Stored data
◇ ◇ ◇ ◇ ◇

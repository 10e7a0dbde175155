/// Configuration management for Image Service
///
/// Loads configuration from environment variables.
use anyhow::{bail, Result};
use std::path::PathBuf;

pub const DEFAULT_MAX_BYTES: usize = 10 * 1024 * 1024;

#[derive(Debug, Clone)]
pub struct Config {
    pub app: AppConfig,
    pub grpc: GrpcConfig,
    pub storage: StorageConfig,
}

#[derive(Debug, Clone)]
pub struct AppConfig {
    pub env: String,
    pub host: String,
    /// HTTP port for health checks
    pub http_port: u16,
}

#[derive(Debug, Clone)]
pub struct GrpcConfig {
    pub port: u16,
}

#[derive(Debug, Clone)]
pub struct StorageConfig {
    /// Directory holding stored images
    pub dir: PathBuf,
    /// Prefix joined with the file name to build public URLs
    pub public_prefix: String,
    /// Largest accepted upload
    pub max_bytes: usize,
}

impl Config {
    pub fn from_env() -> Result<Self> {
        let app = AppConfig {
            env: std::env::var("APP_ENV").unwrap_or_else(|_| "development".to_string()),
            host: std::env::var("APP_HOST").unwrap_or_else(|_| "0.0.0.0".to_string()),
            http_port: std::env::var("PORT")
                .ok()
                .and_then(|s| s.parse().ok())
                .unwrap_or(8084),
        };

        let grpc = GrpcConfig {
            port: std::env::var("GRPC_PORT")
                .ok()
                .and_then(|s| s.parse().ok())
                .unwrap_or(50054),
        };

        let max_bytes = std::env::var("IMAGE_MAX_BYTES")
            .ok()
            .and_then(|s| s.parse().ok())
            .unwrap_or(DEFAULT_MAX_BYTES);
        if max_bytes == 0 {
            bail!("IMAGE_MAX_BYTES must be greater than zero");
        }

        let storage = StorageConfig {
            dir: std::env::var("IMAGE_STORAGE_DIR")
                .map(PathBuf::from)
                .unwrap_or_else(|_| PathBuf::from("./data/images")),
            public_prefix: std::env::var("IMAGE_PUBLIC_PREFIX")
                .map(|p| p.trim_end_matches('/').to_string())
                .unwrap_or_else(|_| "/api/v1/images".to_string()),
            max_bytes,
        };

        Ok(Config { app, grpc, storage })
    }
}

◇ ◇ ◇ ◇ ◇

● **WHAT NEEDS TO BE DONE**
Your job is to give the data above again exactly, in full.

● **PROBLEM SOLUTION**
repository 10e7a0dbde175155
/// Configuration management for Image Service
///
/// Loads configuration from environment variables.
use anyhow::{bail, Result};
use std::path::PathBuf;

pub const DEFAULT_MAX_BYTES: usize = 10 * 1024 * 1024;

#[derive(Debug, Clone)]
pub struct Config {
    pub app: AppConfig,
    pub grpc: GrpcConfig,
    pub storage: StorageConfig,
}

#[derive(Debug, Clone)]
pub struct AppConfig {
    pub env: String,
    pub host: String,
    /// HTTP port for health checks
    pub http_port: u16,
}

#[derive(Debug, Clone)]
pub struct GrpcConfig {
    pub port: u16,
}

#[derive(Debug, Clone)]
pub struct StorageConfig {
    /// Directory holding stored images
    pub dir: PathBuf,
    /// Prefix joined with the file name to build public URLs
    pub public_prefix: String,
    /// Largest accepted upload
    pub max_bytes: usize,
}

impl Config {
    pub fn from_env() -> Result<Self> {
        let app = AppConfig {
            env: std::env::var("APP_ENV").unwrap_or_else(|_| "development".to_string()),
            host: std::env::var("APP_HOST").unwrap_or_else(|_| "0.0.0.0".to_string()),
            http_port: std::env::var("PORT")
                .ok()
                .and_then(|s| s.parse().ok())
                .unwrap_or(8084),
        };

        let grpc = GrpcConfig {
            port: std::env::var("GRPC_PORT")
                .ok()
                .and_then(|s| s.parse().ok())
                .unwrap_or(50054),
        };

        let max_bytes = std::env::var("IMAGE_MAX_BYTES")
            .ok()
            .and_then(|s| s.parse().ok())
            .unwrap_or(DEFAULT_MAX_BYTES);
        if max_bytes == 0 {
            bail!("IMAGE_MAX_BYTES must be greater than zero");
        }

        let storage = StorageConfig {
            dir: std::env::var("IMAGE_STORAGE_DIR")
                .map(PathBuf::from)
                .unwrap_or_else(|_| PathBuf::from("./data/images")),
            public_prefix: std::env::var("IMAGE_PUBLIC_PREFIX")
                .map(|p| p.trim_end_matches('/').to_string())
                .unwrap_or_else(|_| "/api/v1/images".to_string()),
            max_bytes,
        };

        Ok(Config { app, grpc, storage })
    }
}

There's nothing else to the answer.